The focus of this guide is on the treatment of behavioural and psychological symptoms of dementia (BPSD). These prescribing principles are common to all indications for the use of antipsychotics.

This guide is intended as a resource for all those involved in the care of patients with dementia. It reflects the important culture of shared care and decision making involving doctors, nurses, pharmacists, caregivers, relatives and the patient.

Rationale for this guide

This guide has been produced in response to increasing concerns about the safety and, at times, inappropriate use of antipsychotics in people in residential care facilities, particularly for symptoms associated with dementia.

Traditionally, the medicines most often used for these indications were the older or conventional (“typical”) antipsychotics such as haloperidol, chlorpromazine and thioridazine. In the 1990s the newer, atypical antipsychotics (e.g. risperidone, olanzapine) were introduced.
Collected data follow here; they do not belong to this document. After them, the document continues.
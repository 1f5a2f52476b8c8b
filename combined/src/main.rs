//! `appkit` - administration binary for the security stores and query macros.

mod cli;
mod commands;

use clap::Parser;
use common::ServiceConfig;
use tracing_subscriber::{layer::SubscriberExt, util::SubscriberInitExt};

use crate::cli::{Cli, Commands};

#[tokio::main]
async fn main() -> Result<(), Box<dyn std::error::Error>> {
    // Load environment variables
    dotenvy::dotenv().ok();
    let config = ServiceConfig::from_env();

    // Initialize tracing
    tracing_subscriber::registry()
        .with(
            tracing_subscriber::EnvFilter::try_from_default_env()
                .unwrap_or_else(|_| config.log_level.clone().into()),
        )
        .with(tracing_subscriber::fmt::layer())
        .init();

    let cli = Cli::parse();
    tracing::debug!(service = %config.service_name, command = ?cli.command, "Starting");

    match cli.command {
        Commands::Migrate { action } => commands::migrate::execute(action).await?,
        Commands::User { action } => commands::user::execute(action).await?,
        Commands::Role { action } => commands::role::execute(action).await?,
        Commands::Authorities { username } => commands::authorities::execute(&username).await?,
        Commands::Expand(args) => commands::expand::execute(args).await?,
    }

    Ok(())
}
These became widely prescribed because they were considered less likely to cause adverse reactions resembling symptoms of Parkinson’s disease (extrapyramidal effects). Research reports indicate that atypical antipsychotics are effective for some of the BPSD but that they are also associated with some potentially serious adverse outcomes.
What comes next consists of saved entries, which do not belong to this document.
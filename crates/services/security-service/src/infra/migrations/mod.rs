//! Database migrations.
//!
//! Migration names follow the pattern: m{YYYYMMDD}_{NNNNNN}_{description}

use sea_orm_migration::prelude::*;

mod m20240101_000001_create_sec_user;
mod m20240101_000002_create_sec_resource_role;
mod m20240101_000003_create_sec_role_assignment;

pub struct Migrator;

#[async_trait::async_trait]
impl MigratorTrait for Migrator {
    fn migrations() -> Vec<Box<dyn MigrationTrait>> {
        vec![
            Box::new(m20240101_000001_create_sec_user::Migration),
            Box::new(m20240101_000002_create_sec_resource_role::Migration),
            Box::new(m20240101_000003_create_sec_role_assignment::Migration),
        ]
    }
}
//! Macro handler contract and expansion results.

use std::collections::BTreeMap;

use chrono::{DateTime, NaiveDate, Utc};
use chrono_tz::Tz;
use common::AppResult;
use regex::Regex;

use crate::time_unit::TimeUnit;

/// Type of a parameter introduced by a macro.
#[derive(Debug, Clone, Copy, PartialEq, Eq, Hash, PartialOrd, Ord)]
pub enum ParamType {
    Timestamp,
}

/// Value bound into a query parameter.
#[derive(Debug, Clone, PartialEq, Eq)]
pub enum ParamValue {
    Timestamp(DateTime<Utc>),
    Date(NaiveDate),
    Text(String),
    Integer(i64),
}

/// How the value of a macro parameter is computed when the query runs.
#[derive(Debug, Clone, PartialEq, Eq)]
pub enum MacroBinding {
    /// Start of the `unit` containing "now", shifted by `offset` units.
    Relative {
        param: String,
        unit: TimeUnit,
        offset: i64,
        zone: Option<Tz>,
    },
    /// Start of the day of the `source` parameter, or of the next day.
    DayBoundary {
        param: String,
        source: String,
        zone: Option<Tz>,
        next_day: bool,
    },
}

impl MacroBinding {
    /// Parameter the binding writes.
    pub fn param(&self) -> &str {
        match self {
            Self::Relative { param, .. } | Self::DayBoundary { param, .. } => param,
        }
    }
}

/// Result of expanding the macros in one query.
#[derive(Debug, Clone, Default, PartialEq, Eq)]
pub struct MacroExpansion {
    pub query: String,
    /// Parameters invented during expansion
    pub param_types: BTreeMap<String, ParamType>,
    pub bindings: Vec<MacroBinding>,
}

impl MacroExpansion {
    /// Expansion that leaves `query` untouched.
    pub fn unchanged(query: impl Into<String>) -> Self {
        Self {
            query: query.into(),
            ..Self::default()
        }
    }

    /// Merge the parameters and bindings of a later expansion step,
    /// taking its query.
    pub fn merge(&mut self, next: MacroExpansion) {
        self.query = next.query;
        self.param_types.extend(next.param_types);
        self.bindings.extend(next.bindings);
    }
}

/// State of a single `expand` call.
///
/// Lives on the caller's stack so handlers stay immutable and can be
/// shared between threads.
#[derive(Debug, Default)]
pub struct ExpansionContext {
    count: usize,
    param_types: BTreeMap<String, ParamType>,
    bindings: Vec<MacroBinding>,
}

impl ExpansionContext {
    pub fn new() -> Self {
        Self::default()
    }

    /// Number of the macro occurrence being expanded, starting at 1.
    pub fn count(&self) -> usize {
        self.count
    }

    fn advance(&mut self) {
        self.count += 1;
    }

    pub fn add_param(&mut self, name: impl Into<String>, param_type: ParamType) {
        self.param_types.insert(name.into(), param_type);
    }

    pub fn add_binding(&mut self, binding: MacroBinding) {
        self.bindings.push(binding);
    }

    fn finish(self, query: String) -> MacroExpansion {
        MacroExpansion {
            query,
            param_types: self.param_types,
            bindings: self.bindings,
        }
    }
}

/// Handler of one macro syntax.
pub trait QueryMacroHandler: Send + Sync {
    /// Macro name without the `@`
    fn name(&self) -> &'static str;

    /// Pattern matching one invocation; group 1 captures the arguments.
    fn pattern(&self) -> &Regex;

    /// Replacement text for one invocation.
    fn expand_one(&self, args: &str, ctx: &mut ExpansionContext) -> AppResult<String>;

    /// Replace every invocation in `query`, left to right.
    ///
    /// Replacement text is spliced verbatim, so `$` and `\` in it carry no
    /// special meaning.
    fn expand(&self, query: &str) -> AppResult<MacroExpansion> {
        let mut ctx = ExpansionContext::new();
        let mut out = String::with_capacity(query.len());
        let mut last = 0;

        for caps in self.pattern().captures_iter(query) {
            let Some(whole) = caps.get(0) else {
                continue;
            };
            let args = caps.get(1).map_or("", |m| m.as_str());

            ctx.advance();
            let replacement = self.expand_one(args, &mut ctx)?;

            out.push_str(&query[last..whole.start()]);
            out.push_str(&replacement);
            last = whole.end();
        }
        out.push_str(&query[last..]);

        Ok(ctx.finish(out))
    }
}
In 2004 the UK Committee on the Safety of Medicines issued a warning that atypical antipsychotics were associated with an increased risk of stroke in people with dementia and advised against their use in that setting. In 2005 the US Food and Drug Administration warned of an increased risk of death in people with dementia treated with atypical antipsychotics. However, subsequent research has indicated that for people with dementia, typical antipsychotics may be at least as strongly associated with these adverse events as atypical antipsychotics.

It is now generally accepted that all antipsychotics, whether typical or atypical, are associated with increased morbidity and mortality in people with dementia. Two recent international communications, an All Party Parliamentary Report from the UK1 and a directive from the Food and Drug Administration in the USA2 have corroborated the need to review prescribing practices for these medicines. Both reports emphasise the limited value of antipsychotics for BPSD and the requirement for a careful benefit:risk analysis before prescribing.

In addition to safety issues there are significant concerns in society, shared by some doctors and organisations such as Alzheimer’s disease associations, that antipsychotics and similar medications are being over-prescribed to people with dementia as an inappropriate first-line means of achieving behavioural control.

  • Most BPSD are transient and respond to non-pharmacological treatment which should be trialled before drug treatment is considered
  • Antipsychotics are not effective in treating most BPSD and they are reserved for specific indications after careful consideration of the risks and benefits of treatment.
  • Antipsychotics are only indicated as a “last resort” if aggression, agitation or psychotic symptoms cause severe distress or an immediate risk of harm to the patient or others. Even for these indications they are only moderately effective.
  • All antipsychotics are associated with increased morbidity and mortality in people with dementia. During treatment closely monitor all patients for adverse effects.
  • Antipsychotics should only be prescribed for specific problem behaviours and the response to treatment should be closely monitored. If treatment is ineffective the antipsychotic should be withdrawn.